(Aim of the task):
Pull every line containing the word "apps" out of the material below.

(Data under study):
================================

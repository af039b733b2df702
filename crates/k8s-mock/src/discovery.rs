//! Mock Kubernetes API discovery types.

use std::collections::HashMap;

const VERBS: [&str; 7] = ["create", "delete", "get", "list", "patch", "update", "watch"];

/// Discovery mode for the mock server.
#[derive(Debug, Clone, Copy, Default)]
pub enum DiscoveryMode {
	/// Support aggregated discovery (APIGroupDiscoveryList).
	#[default]
	Aggregated,
	/// Return 406 for aggregated discovery, forcing fallback to legacy endpoints.
	Legacy,
}

/// Pre-configured discovery responses.
///
/// Covers the kinds a metrics-server bundle is made of, plus a few common
/// core kinds.
#[derive(Debug)]
pub struct MockDiscovery {
	pub core_resources: Vec<MockApiResource>,
	/// Keyed by group version, e.g. `apps/v1`.
	pub group_resources: HashMap<String, Vec<MockApiResource>>,
}

impl Default for MockDiscovery {
	fn default() -> Self {
		use MockApiResource as R;
		Self {
			core_resources: vec![
				R::namespaced("configmaps", "ConfigMap"),
				R::namespaced("secrets", "Secret"),
				R::namespaced("services", "Service"),
				R::namespaced("serviceaccounts", "ServiceAccount"),
				R::namespaced("pods", "Pod"),
				R::cluster_scoped("namespaces", "Namespace"),
				R::cluster_scoped("nodes", "Node"),
			],
			group_resources: HashMap::from([
				(
					"apps/v1".to_string(),
					vec![
						R::namespaced("deployments", "Deployment"),
						R::namespaced("daemonsets", "DaemonSet"),
					],
				),
				(
					"rbac.authorization.k8s.io/v1".to_string(),
					vec![
						R::cluster_scoped("clusterroles", "ClusterRole"),
						R::cluster_scoped("clusterrolebindings", "ClusterRoleBinding"),
						R::namespaced("roles", "Role"),
						R::namespaced("rolebindings", "RoleBinding"),
					],
				),
				(
					"apiregistration.k8s.io/v1".to_string(),
					vec![R::cluster_scoped("apiservices", "APIService")],
				),
			]),
		}
	}
}

impl MockDiscovery {
	/// Find the resource serving `kind` under `api_version`.
	pub fn resource(&self, api_version: &str, kind: &str) -> Option<&MockApiResource> {
		if api_version.contains('/') {
			self.group_resources
				.get(api_version)?
				.iter()
				.find(|r| r.kind == kind)
		} else {
			self.core_resources.iter().find(|r| r.kind == kind)
		}
	}

	/// Whether `kind` is namespaced, looking in the core group first.
	pub fn is_namespaced(&self, kind: &str) -> Option<bool> {
		self.core_resources
			.iter()
			.chain(self.group_resources.values().flatten())
			.find(|r| r.kind == kind)
			.map(|r| r.namespaced)
	}
}

/// A mock API resource definition.
#[derive(Debug, Clone)]
pub struct MockApiResource {
	/// Plural name, as used in URLs.
	pub name: String,
	pub kind: String,
	pub namespaced: bool,
	pub verbs: Vec<String>,
}

impl MockApiResource {
	fn new(name: &str, kind: &str, namespaced: bool) -> Self {
		Self {
			name: name.to_string(),
			kind: kind.to_string(),
			namespaced,
			verbs: VERBS.iter().map(|v| (*v).to_string()).collect(),
		}
	}

	pub fn namespaced(name: &str, kind: &str) -> Self {
		Self::new(name, kind, true)
	}

	pub fn cluster_scoped(name: &str, kind: &str) -> Self {
		Self::new(name, kind, false)
	}

	pub fn scope(&self) -> &'static str {
		if self.namespaced {
			"Namespaced"
		} else {
			"Cluster"
		}
	}
}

================================

(Written solution):
	/// Keyed by group version, e.g. `apps/v1`.
					"apps/v1".to_string(),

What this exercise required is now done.